Aliens are naturally curious about Earth, once they notice it’s there. Earth is covered in water. That by itself isn’t so unusual, but even from a great distance it’s obvious there’s something special about Earth’s water.

Hydrogen and oxygen are the #1 and #3 most common elements in the universe, respectively; therefore, it shouldn’t surprise anyone that H2O, the simplest hydrogen/oxygen compound, is abundant throughout the cosmos.

In a gaseous form, water is often present in the atmospheres of gas giants. Solid water can be found on many asteroids and comets, as well as on icy worlds like Pluto, Titan, or Europa. Liquid water sometimes exists beneath the surfaces of these icy worlds, and it’s sometimes found on rocky worlds like Mars, typically with salt or other impurities mixed in to help lower its freezing point.

But any passing spaceship observing Earth would notice evidence not just of water, not just of liquid water, but clear evidence of water in all three phases.

  • Gaseous water: the characteristic absorption lines of water vapor can be detected in a spectrographic analysis of Earth’s atmosphere.
  • Solid water: highly reflective polar regions indicate the presence of ice.
  • Liquid water: and then there are specular reflections—glints of sunlight reflecting off very smooth surfaces, surfaces so smooth that they almost certainly must be liquid.

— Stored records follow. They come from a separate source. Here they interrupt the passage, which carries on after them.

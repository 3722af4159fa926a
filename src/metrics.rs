//! Prometheus metrics for gate activity.
//!
//! Each [`GateMetrics`] bundle owns a private registry, so schedulers can
//! be instantiated side by side (and tested in isolation) without label
//! collisions. Recording is safe from any task at any time; if metric
//! construction ever fails the bundle degrades to no-op counters rather
//! than panicking, and [`gather_metrics`] returns an empty string.
//!
//! No HTTP exporter is wired here: [`gather_metrics`] produces the text
//! exposition format for whatever surface the embedding process provides,
//! and [`snapshot`] gives a structured read-out for logs and demos.
//!
//! [`gather_metrics`]: GateMetrics::gather_metrics
//! [`snapshot`]: GateMetrics::snapshot
//!
//! ## Metrics Exposed
//!
//! | Name | Type | Labels |
//! |------|------|--------|
//! | `gate_admissions_total` | Counter | |
//! | `gate_admission_failures_total` | Counter | |
//! | `gate_evictions_total` | Counter | `tier` |
//! | `gate_loads_total` | Counter | |
//! | `gate_pulls_total` | Counter | |
//! | `gate_generate_requests_total` | Counter | `outcome` |
//! | `gate_validation_failures_total` | Counter | |
//! | `gate_cloud_fallbacks_total` | Counter | |

use prometheus::{Encoder, IntCounter, IntCounterVec, Opts, Registry, TextEncoder};
use serde::Serialize;

/// All gate counters, registered against one private registry.
struct Bundle {
    registry: Registry,
    admissions: IntCounter,
    admission_failures: IntCounter,
    evictions: IntCounterVec,
    loads: IntCounter,
    pulls: IntCounter,
    generates: IntCounterVec,
    validations_failed: IntCounter,
    cloud_fallbacks: IntCounter,
}

impl Bundle {
    fn try_new() -> Result<Self, prometheus::Error> {
        let registry = Registry::new();

        let admissions = IntCounter::new(
            "gate_admissions_total",
            "Models admitted into the active set",
        )?;
        registry.register(Box::new(admissions.clone()))?;

        let admission_failures = IntCounter::new(
            "gate_admission_failures_total",
            "Availability attempts that ended in failure",
        )?;
        registry.register(Box::new(admission_failures.clone()))?;

        let evictions = IntCounterVec::new(
            Opts::new("gate_evictions_total", "Models evicted to make headroom"),
            &["tier"],
        )?;
        registry.register(Box::new(evictions.clone()))?;

        let loads = IntCounter::new(
            "gate_loads_total",
            "Completed load sequences (verify, pull, warm-up)",
        )?;
        registry.register(Box::new(loads.clone()))?;

        let pulls = IntCounter::new("gate_pulls_total", "Out-of-band model fetches issued")?;
        registry.register(Box::new(pulls.clone()))?;

        let generates = IntCounterVec::new(
            Opts::new(
                "gate_generate_requests_total",
                "Generation requests by outcome",
            ),
            &["outcome"],
        )?;
        registry.register(Box::new(generates.clone()))?;

        let validations_failed = IntCounter::new(
            "gate_validation_failures_total",
            "Candidate outputs rejected by the validator",
        )?;
        registry.register(Box::new(validations_failed.clone()))?;

        let cloud_fallbacks = IntCounter::new(
            "gate_cloud_fallbacks_total",
            "Requests that fell through to the cloud provider",
        )?;
        registry.register(Box::new(cloud_fallbacks.clone()))?;

        Ok(Self {
            registry,
            admissions,
            admission_failures,
            evictions,
            loads,
            pulls,
            generates,
            validations_failed,
            cloud_fallbacks,
        })
    }

    fn labelled(vec: &IntCounterVec, label: &str) -> u64 {
        vec.get_metric_with_label_values(&[label])
            .map(|c| c.get())
            .unwrap_or(0)
    }
}

/// Shared counter bundle for the scheduler, generation client, and
/// orchestrator. Cheap to share behind an `Arc`.
pub struct GateMetrics {
    inner: Option<Bundle>,
}

/// Point-in-time view of the counters.
#[derive(Debug, Clone, Serialize, PartialEq, Eq)]
pub struct MetricsSnapshot {
    /// Models admitted into the active set.
    pub admissions: u64,
    /// `ensure_available` calls that ended in failure.
    pub admission_failures: u64,
    /// Models evicted to make headroom (all tiers).
    pub evictions: u64,
    /// Evictions that had to reach into the pinned tier.
    pub pinned_evictions: u64,
    /// Successful load sequences (verify, pull if needed, warm-up).
    pub loads: u64,
    /// Out-of-band model fetches issued.
    pub pulls: u64,
    /// Generation requests issued.
    pub generate_calls: u64,
    /// Generation requests that failed.
    pub generate_failures: u64,
    /// Candidate outputs rejected by the validator.
    pub validations_failed: u64,
    /// Requests that fell through to the cloud provider.
    pub cloud_fallbacks: u64,
}

impl GateMetrics {
    /// Fresh zeroed counters against a private registry.
    ///
    /// Metric construction failing (duplicate descriptors cannot occur in
    /// a private registry, so only a prometheus internal error) downgrades
    /// the bundle to no-op counters; observability degrades gracefully
    /// rather than panicking.
    ///
    /// # Panics
    ///
    /// This function never panics.
    pub fn new() -> Self {
        match Bundle::try_new() {
            Ok(bundle) => Self {
                inner: Some(bundle),
            },
            Err(e) => {
                tracing::error!(error = %e, "metrics construction failed, counters disabled");
                Self { inner: None }
            }
        }
    }

    /// Record a completed admission.
    pub fn record_admission(&self) {
        if let Some(b) = &self.inner {
            b.admissions.inc();
        }
    }

    /// Record a failed availability attempt.
    pub fn record_admission_failure(&self) {
        if let Some(b) = &self.inner {
            b.admission_failures.inc();
        }
    }

    /// Record an eviction; `pinned` marks a last-resort pinned victim.
    pub fn record_eviction(&self, pinned: bool) {
        if let Some(b) = &self.inner {
            let tier = if pinned { "pinned" } else { "ordinary" };
            if let Ok(c) = b.evictions.get_metric_with_label_values(&[tier]) {
                c.inc();
            }
        }
    }

    /// Record a completed load sequence.
    pub fn record_load(&self) {
        if let Some(b) = &self.inner {
            b.loads.inc();
        }
    }

    /// Record an out-of-band fetch.
    pub fn record_pull(&self) {
        if let Some(b) = &self.inner {
            b.pulls.inc();
        }
    }

    /// Record a generation attempt and its outcome.
    pub fn record_generate(&self, success: bool) {
        if let Some(b) = &self.inner {
            let outcome = if success { "ok" } else { "error" };
            if let Ok(c) = b.generates.get_metric_with_label_values(&[outcome]) {
                c.inc();
            }
        }
    }

    /// Record a validator rejection.
    pub fn record_validation_failure(&self) {
        if let Some(b) = &self.inner {
            b.validations_failed.inc();
        }
    }

    /// Record a cloud fallback.
    pub fn record_cloud_fallback(&self) {
        if let Some(b) = &self.inner {
            b.cloud_fallbacks.inc();
        }
    }

    /// Read out all counters at once.
    ///
    /// Returns a zeroed snapshot if the bundle was downgraded at
    /// construction time.
    pub fn snapshot(&self) -> MetricsSnapshot {
        let Some(b) = &self.inner else {
            return MetricsSnapshot {
                admissions: 0,
                admission_failures: 0,
                evictions: 0,
                pinned_evictions: 0,
                loads: 0,
                pulls: 0,
                generate_calls: 0,
                generate_failures: 0,
                validations_failed: 0,
                cloud_fallbacks: 0,
            };
        };
        let ordinary = Bundle::labelled(&b.evictions, "ordinary");
        let pinned = Bundle::labelled(&b.evictions, "pinned");
        let ok = Bundle::labelled(&b.generates, "ok");
        let failed = Bundle::labelled(&b.generates, "error");
        MetricsSnapshot {
            admissions: b.admissions.get(),
            admission_failures: b.admission_failures.get(),
            evictions: ordinary + pinned,
            pinned_evictions: pinned,
            loads: b.loads.get(),
            pulls: b.pulls.get(),
            generate_calls: ok + failed,
            generate_failures: failed,
            validations_failed: b.validations_failed.get(),
            cloud_fallbacks: b.cloud_fallbacks.get(),
        }
    }

    /// Gather and encode all metrics in the Prometheus text exposition
    /// format.
    ///
    /// Returns an empty string if the bundle was downgraded or encoding
    /// fails.
    ///
    /// # Panics
    ///
    /// This function never panics.
    pub fn gather_metrics(&self) -> String {
        let Some(b) = &self.inner else {
            return String::new();
        };
        let families = b.registry.gather();
        let encoder = TextEncoder::new();
        let mut buffer = Vec::new();
        if encoder.encode(&families, &mut buffer).is_err() {
            return String::new();
        }
        String::from_utf8(buffer).unwrap_or_default()
    }
}

impl Default for GateMetrics {
    fn default() -> Self {
        Self::new()
    }
}

#[cfg(test)]
mod tests {
    use super::*;

    #[test]
    fn test_new_metrics_are_zeroed() {
        let m = GateMetrics::new();
        let snap = m.snapshot();
        assert_eq!(snap.admissions, 0);
        assert_eq!(snap.evictions, 0);
        assert_eq!(snap.generate_calls, 0);
    }

    #[test]
    fn test_bundles_have_isolated_registries() {
        let a = GateMetrics::new();
        let b = GateMetrics::new();
        a.record_admission();
        assert_eq!(a.snapshot().admissions, 1);
        assert_eq!(b.snapshot().admissions, 0, "registries must not be shared");
    }

    #[test]
    fn test_eviction_counts_pinned_separately() {
        let m = GateMetrics::new();
        m.record_eviction(false);
        m.record_eviction(true);
        let snap = m.snapshot();
        assert_eq!(snap.evictions, 2);
        assert_eq!(snap.pinned_evictions, 1);
    }

    #[test]
    fn test_generate_failure_counts_both_fields() {
        let m = GateMetrics::new();
        m.record_generate(true);
        m.record_generate(false);
        let snap = m.snapshot();
        assert_eq!(snap.generate_calls, 2);
        assert_eq!(snap.generate_failures, 1);
    }

    #[test]
    fn test_snapshot_serializes_to_json() {
        let m = GateMetrics::new();
        m.record_admission();
        m.record_cloud_fallback();
        let json = serde_json::to_value(m.snapshot()).expect("snapshot serializes");
        assert_eq!(json["admissions"], 1);
        assert_eq!(json["cloud_fallbacks"], 1);
    }

    #[test]
    fn test_gather_metrics_emits_text_exposition() {
        let m = GateMetrics::new();
        m.record_admission();
        m.record_eviction(true);
        let text = m.gather_metrics();
        assert!(text.contains("gate_admissions_total"));
        assert!(text.contains("gate_evictions_total"));
        assert!(text.contains("tier=\"pinned\""));
        assert!(
            std::str::from_utf8(text.as_bytes()).is_ok(),
            "exposition output must be valid UTF-8"
        );
    }

    #[test]
    fn test_concurrent_updates_are_not_lost() {
        use std::sync::Arc;
        let m = Arc::new(GateMetrics::new());
        let mut handles = Vec::new();
        for _ in 0..8 {
            let m = Arc::clone(&m);
            handles.push(std::thread::spawn(move || {
                for _ in 0..1000 {
                    m.record_generate(true);
                }
            }));
        }
        for h in handles {
            h.join().expect("counter thread must not panic");
        }
        assert_eq!(m.snapshot().generate_calls, 8000);
    }
}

It would be one thing to have liquid water sitting stagnant on the planet’s surface, but Earth’s water appears (even from a distance) to be cycling through multiple phase transitions. Passing aliens might not know what that means, but it’s certainly strange enough to make them curious about Earth. Perhaps curious enough to come take a closer look.

* * *

Today’s post was inspired by a 1993 paper by Carl Sagan and others. Sagan and his colleagues wanted to know which of Earth’s features can be observed by a passing spacecraft and, perhaps more interestingly, which features cannot.

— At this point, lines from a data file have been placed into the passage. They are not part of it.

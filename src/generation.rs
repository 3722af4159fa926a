//! Generation calls against admitted models.
//!
//! The client front-ends the scheduler: every call first guarantees
//! admission, then runs the request with the model marked `InUse`, and
//! returns the model to `Ready` afterwards. Transport and HTTP failures
//! are transient by design: they come back as data in the
//! [`GenerationOutcome`], never as a sticky error on the ledger entry.

use crate::scheduler::VramScheduler;
use crate::server::{DeltaStream, GenerateOptions, GenerateRequest, InferenceServer, StreamEvent};
use crate::GateError;
use std::sync::Arc;
use std::time::{Duration, Instant};
use tokio_stream::wrappers::ReceiverStream;
use tokio_stream::StreamExt;

/// Result of one single-shot generation attempt.
#[derive(Debug, Clone)]
pub struct GenerationOutcome {
    /// Model the attempt ran against.
    pub model: String,
    /// Generated text; empty on failure.
    pub content: String,
    /// Whether the attempt produced content.
    pub success: bool,
    /// Failure description when `success` is false.
    pub error_message: Option<String>,
    /// Wall-clock duration of the attempt, admission included.
    pub duration: Duration,
}

impl GenerationOutcome {
    fn failure(model: &str, message: String, started: Instant) -> Self {
        Self {
            model: model.to_string(),
            content: String::new(),
            success: false,
            error_message: Some(message),
            duration: started.elapsed(),
        }
    }
}

/// Single-shot and streaming generation against scheduled models.
pub struct GenerationClient {
    scheduler: Arc<VramScheduler>,
    server: Arc<dyn InferenceServer>,
}

impl GenerationClient {
    /// Create a client sharing the scheduler's server handle.
    pub fn new(scheduler: Arc<VramScheduler>, server: Arc<dyn InferenceServer>) -> Self {
        Self { scheduler, server }
    }

    /// Handle to the underlying scheduler.
    pub fn scheduler(&self) -> Arc<VramScheduler> {
        Arc::clone(&self.scheduler)
    }

    /// Run one single-shot generation.
    ///
    /// Never returns an error: admission failures and transport failures
    /// both surface as a failed [`GenerationOutcome`]. After a transport
    /// failure the model stays `Ready` and eligible for later attempts.
    pub async fn generate(
        &self,
        model: &str,
        prompt: &str,
        system: Option<&str>,
        options: GenerateOptions,
    ) -> GenerationOutcome {
        let started = Instant::now();

        if !self.scheduler.ensure_available(model).await {
            let message = self
                .scheduler
                .record(model)
                .await
                .and_then(|r| r.error_message)
                .unwrap_or_else(|| "model unavailable".to_string());
            return GenerationOutcome::failure(model, message, started);
        }

        self.scheduler.begin_generation(model).await;
        let request = GenerateRequest {
            model: model.to_string(),
            prompt: prompt.to_string(),
            system: system.map(String::from),
            options,
        };
        let result = self.server.generate(request).await;
        let success = result.is_ok();
        self.scheduler.finish_generation(model, success).await;
        self.scheduler.metrics().record_generate(success);

        match result {
            Ok(response) => GenerationOutcome {
                model: model.to_string(),
                content: response.response,
                success: true,
                error_message: None,
                duration: started.elapsed(),
            },
            Err(e) => {
                tracing::warn!(model = %model, error = %e, "generation failed (transient)");
                GenerationOutcome::failure(model, e.to_string(), started)
            }
        }
    }

    /// Run a streaming generation.
    ///
    /// The returned stream is lazy, finite, and non-restartable; it always
    /// terminates with [`StreamEvent::Done`], at which point the model has
    /// already been returned to `Ready`.
    ///
    /// # Errors
    ///
    /// Returns [`GateError::Server`] if the model cannot be made
    /// available or the stream cannot be opened. Mid-stream faults do not
    /// error: the stream simply terminates.
    pub async fn generate_stream(
        &self,
        model: &str,
        prompt: &str,
        system: Option<&str>,
        options: GenerateOptions,
    ) -> Result<DeltaStream, GateError> {
        if !self.scheduler.ensure_available(model).await {
            let message = self
                .scheduler
                .record(model)
                .await
                .and_then(|r| r.error_message)
                .unwrap_or_else(|| "model unavailable".to_string());
            return Err(GateError::Server(message));
        }

        self.scheduler.begin_generation(model).await;
        let request = GenerateRequest {
            model: model.to_string(),
            prompt: prompt.to_string(),
            system: system.map(String::from),
            options,
        };
        let inner = match self.server.generate_stream(request).await {
            Ok(stream) => stream,
            Err(e) => {
                self.scheduler.finish_generation(model, false).await;
                self.scheduler.metrics().record_generate(false);
                return Err(e);
            }
        };

        // Forward events and settle the ledger before emitting the
        // sentinel, so consumers observing Done see the model Ready.
        let scheduler = Arc::clone(&self.scheduler);
        let model = model.to_string();
        let (tx, rx) = tokio::sync::mpsc::channel(32);
        tokio::spawn(async move {
            let mut inner = inner;
            let mut completed = false;
            while let Some(event) = inner.next().await {
                match event {
                    StreamEvent::Done => {
                        completed = true;
                        break;
                    }
                    delta => {
                        if tx.send(delta).await.is_err() {
                            break;
                        }
                    }
                }
            }
            scheduler.finish_generation(&model, completed).await;
            scheduler.metrics().record_generate(completed);
            let _ = tx.send(StreamEvent::Done).await;
        });

        Ok(ReceiverStream::new(rx))
    }
}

6 thoughts on “Alien Eyes on Earth, Part 1

  1. Wow. Great post. I remember reading (skimming? staring blankly at?) That paper when I came across it while I was doing research for a completely unrelated computer science project I didn’t want to do. I probably still have a copy of it kicking around here somewhere. Thanks for the tiny taste of nostalgia.

    Liked by 1 person

  2. From what I understand, the spectral signatures that show the amount of oxygen in our atmosphere might also be something that catches their interest, at least if they’re interested in studying biospheres.

    Of course, given that this can probably be detected across vast distances, it always leads back to the question: where is everyone?

    Liked by 1 person

    1. I’m covering oxygen and ozone for part 2. They’re definitely things that would be noticed, although Sagan offered an interesting non-biological hypothesis for where Earth’s oxygen might be coming from.

      Liked by 1 person

      1. I’d be interested in hearing about Sagan’s non-biological hypothesis on the presence of oxygen. Oxygen is so reactive that you have to keep producing it or it would keep disappearing over time.

        Liked by 1 person

      2. It certainly took me by surprise. Sagan and the other authors of the 1993 paper manage to rule out this alternative explanation, at least in the case of Earth. But still, I found it interesting that oxygen does not necessarily indicate the presence of life.